Women with a family history who were offered annual screening at BreastScreen NSW were significantly more likely than those who were offered biennial screening to be diagnosed with a tumor < or = 20 mm in size (adjusted odds ratio (AOR) = 1.91, 95% CI: 1.21-3.02), and to have a node-negative tumor (AOR = 1.61, 95% CI: 1.03-2.50).
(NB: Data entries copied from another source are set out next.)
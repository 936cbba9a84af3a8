// src/error.rs
//
// Copyright, 2025.  Signal65 / Futurum Group.
//
//! Error taxonomy for the object-storage driver.
//!
//! Local contract violations (missing source key, bad arguments, bad bucket name)
//! are raised before any request is sent. Everything the remote store reports is
//! carried as a [`RemoteError`], which keeps the HTTP status, error code and message
//! so callers (and the adapter itself) can classify it.

use std::time::Duration;

use thiserror::Error;

/// Boxed error used as the source of a [`RemoteError`].
pub type BoxError = Box<dyn std::error::Error + Send + Sync + 'static>;

/// Result alias used across the crate.
pub type Result<T, E = StorageError> = std::result::Result<T, E>;

/// Error codes the store uses for a rejected or mismatched payload checksum.
const CHECKSUM_ERROR_CODES: &[&str] = &["BadDigest", "InvalidChecksum", "XAmzContentChecksumMismatch"];

/// Failure reported by (or while talking to) the remote object store.
#[derive(Debug, Error)]
#[error(
    "{operation} failed (status {}, code {}): {}",
    .status.map_or_else(|| "n/a".to_string(), |s| s.to_string()),
    .code.as_deref().unwrap_or("n/a"),
    .message.as_deref().unwrap_or("no message")
)]
pub struct RemoteError {
    /// Remote operation that failed, e.g. `PutObject`.
    pub operation: &'static str,
    /// HTTP status of the error response, when one was received.
    pub status: Option<u16>,
    /// Store error code, e.g. `NoSuchKey`.
    pub code: Option<String>,
    /// Human readable message from the store.
    pub message: Option<String>,
    #[source]
    source: Option<BoxError>,
}

impl RemoteError {
    pub fn new(
        operation: &'static str,
        status: Option<u16>,
        code: Option<&str>,
        message: Option<&str>,
    ) -> Self {
        Self {
            operation,
            status,
            code: code.map(str::to_owned),
            message: message.map(str::to_owned),
            source: None,
        }
    }

    /// Error that never produced an HTTP response (connection reset, DNS, body read).
    pub fn transport(operation: &'static str, source: impl Into<BoxError>) -> Self {
        let source = source.into();
        Self {
            operation,
            status: None,
            code: None,
            message: Some(source.to_string()),
            source: Some(source),
        }
    }

    pub fn with_source(mut self, source: impl Into<BoxError>) -> Self {
        self.source = Some(source.into());
        self
    }

    /// True for the "object is absent" class of errors.
    pub fn is_not_found(&self) -> bool {
        self.status == Some(404)
            || matches!(self.code.as_deref(), Some("NoSuchKey" | "NotFound"))
    }

    /// True when the store rejected the declared checksum as malformed or mismatched.
    pub fn is_checksum_failure(&self) -> bool {
        if self.status != Some(400) {
            return false;
        }
        if let Some(code) = self.code.as_deref() {
            if CHECKSUM_ERROR_CODES.contains(&code) {
                return true;
            }
        }
        self.message
            .as_deref()
            .is_some_and(|m| m.contains("x-amz-checksum-"))
    }
}

/// Errors returned by the storage adapter.
#[derive(Debug, Error)]
pub enum StorageError {
    /// The source key of a copy, move or download does not exist.
    #[error("key does not exist: {key}")]
    KeyNotExists { key: String },

    /// The store rejected the checksum declared for an upload.
    #[error("invalid checksum for key {key}")]
    InvalidChecksum {
        key: String,
        #[source]
        source: RemoteError,
    },

    /// A response lacked a field the protocol requires.
    #[error("{operation} response is missing the {field}")]
    InvalidResponse {
        operation: &'static str,
        field: &'static str,
    },

    #[error("invalid bucket name {name:?}: {reason}")]
    InvalidBucketName { name: String, reason: String },

    #[error("invalid byte range {start}-{end}")]
    InvalidRange { start: u64, end: u64 },

    #[error("part number {0} is outside 1..=10000")]
    InvalidPartNumber(u32),

    #[error("invalid configuration: {0}")]
    InvalidConfiguration(String),

    #[error("{operation} timed out after {timeout:?}")]
    Timeout {
        operation: &'static str,
        timeout: Duration,
    },

    /// An earlier part upload of this multipart session failed; it can only be cancelled.
    #[error("multipart upload {upload_id} for {key} lost a part and can only be cancelled")]
    SessionFailed { key: String, upload_id: String },

    /// The driver factory was shut down and no longer owns a client.
    #[error("driver has been shut down")]
    Shutdown,

    #[error(transparent)]
    Remote(#[from] RemoteError),
}

impl StorageError {
    /// Classify a remote failure of an upload-type request for `key`.
    pub(crate) fn from_upload(key: &str, err: RemoteError) -> Self {
        if err.is_checksum_failure() {
            StorageError::InvalidChecksum {
                key: key.to_owned(),
                source: err,
            }
        } else {
            StorageError::Remote(err)
        }
    }
}

#[cfg(test)]
mod tests {
    use super::*;

    #[test]
    fn not_found_by_status_or_code() {
        assert!(RemoteError::new("HeadObject", Some(404), None, None).is_not_found());
        assert!(RemoteError::new("GetObject", None, Some("NoSuchKey"), None).is_not_found());
        assert!(!RemoteError::new("GetObject", Some(503), Some("SlowDown"), None).is_not_found());
        assert!(!RemoteError::transport("GetObject", "connection reset").is_not_found());
    }

    #[test]
    fn checksum_failures_need_a_bad_request() {
        let header = RemoteError::new(
            "PutObject",
            Some(400),
            Some("InvalidRequest"),
            Some("Value for x-amz-checksum-crc32 header is invalid."),
        );
        assert!(header.is_checksum_failure());

        let digest = RemoteError::new("PutObject", Some(400), Some("BadDigest"), None);
        assert!(digest.is_checksum_failure());

        let server = RemoteError::new("PutObject", Some(500), Some("BadDigest"), None);
        assert!(!server.is_checksum_failure());

        let other = RemoteError::new("PutObject", Some(400), Some("InvalidArgument"), Some("nope"));
        assert!(!other.is_checksum_failure());
    }

    #[test]
    fn upload_errors_are_classified() {
        let err = RemoteError::new("PutObject", Some(400), Some("BadDigest"), None);
        assert!(matches!(
            StorageError::from_upload("a.txt", err),
            StorageError::InvalidChecksum { ref key, .. } if key == "a.txt"
        ));

        let err = RemoteError::new("PutObject", Some(403), Some("AccessDenied"), None);
        assert!(matches!(StorageError::from_upload("a.txt", err), StorageError::Remote(_)));
    }

    #[test]
    fn display_includes_status_and_code() {
        let err = RemoteError::new("DeleteObject", Some(403), Some("AccessDenied"), Some("denied"));
        assert_eq!(
            err.to_string(),
            "DeleteObject failed (status 403, code AccessDenied): denied"
        );
    }
}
There were also significantly higher odds of being diagnosed with tumors < or = 15 mm (p < 0.001) and < or = 10 mm in size (p = 0.011) in women offered annual screening. There was no significant difference in the odds of a Grade 1 tumor being detected (AOR = 1.26, 95% CI: 0.87-1.81), although the direction of the effect was consistent with that seen for size and nodal status. No significant differences were found in the comparison group of women without a family history.

CONCLUSIONS

Offering annual screening for women aged 50-69 years with a family history of breast cancer significantly increased the odds of being diagnosed with a smaller, node-negative tumors. Further investigation is required to assess whether the improved prognostic indicators translate into significantly better mortality outcomes for women with a family history offered annually screening.

摘要

目的

本研究旨在探讨对于有乳腺癌家族病史这一风险因素的女性,提供每年一次的乳房X线筛查与常规的每两年一次筛查相比,是否能使诊断出的癌症具有更有利的预后指标。

方法

该研究纳入了年龄在50 - 69岁、有乳腺癌家族病史(定义为有≥1名一级亲属被诊断为乳腺癌)的女性,她们于1998年至2004年在新南威尔士州乳房筛查项目中被诊断为通过筛查发现的浸润性乳腺癌(n = 590)。这些女性根据她们是在为有家族病史的女性提供每年一次筛查的地区进行筛查,还是接受标准的每两年一次筛查进行分组。使用逻辑回归比较这些筛查组中肿瘤大小、分级和淋巴结状态预后良好的几率。还根据相同的地区分组对一组无家族病史且均接受每两年一次筛查的女性进行了评估,以检查是否任何差异是由于地区而非筛查间隔政策导致的。

结果

在新南威尔士州乳房筛查项目中接受每年一次筛查的有家族病史的女性,与接受每两年一次筛查的女性相比,被诊断出肿瘤大小≤20 mm的可能性显著更高(调整后的优势比(AOR)= 1.91,95%置信区间:1.21 - 3.02),且肿瘤无淋巴结转移的可能性也更高(AOR = 1.61,95%置信区间:1.03 - 2.50)。接受每年一次筛查的女性被诊断出肿瘤大小≤15 mm(p < 0.001)和≤10 mm(p = 0.011)的几率也显著更高。在检测到1级肿瘤的几率方面没有显著差异(AOR = 1.26,95%置信区间:0.87 - 1.81),尽管效应方向与在肿瘤大小和淋巴结状态方面观察到的一致。在无家族病史的女性比较组中未发现显著差异。

结论

为年龄在50 - 69岁、有乳腺癌家族病史的女性提供每年一次的筛查,显著增加了被诊断出肿瘤较小且无淋巴结转移的几率。需要进一步调查以评估这些改善的预后指标是否能转化为接受每年一次筛查的有家族病史女性的死亡率显著降低。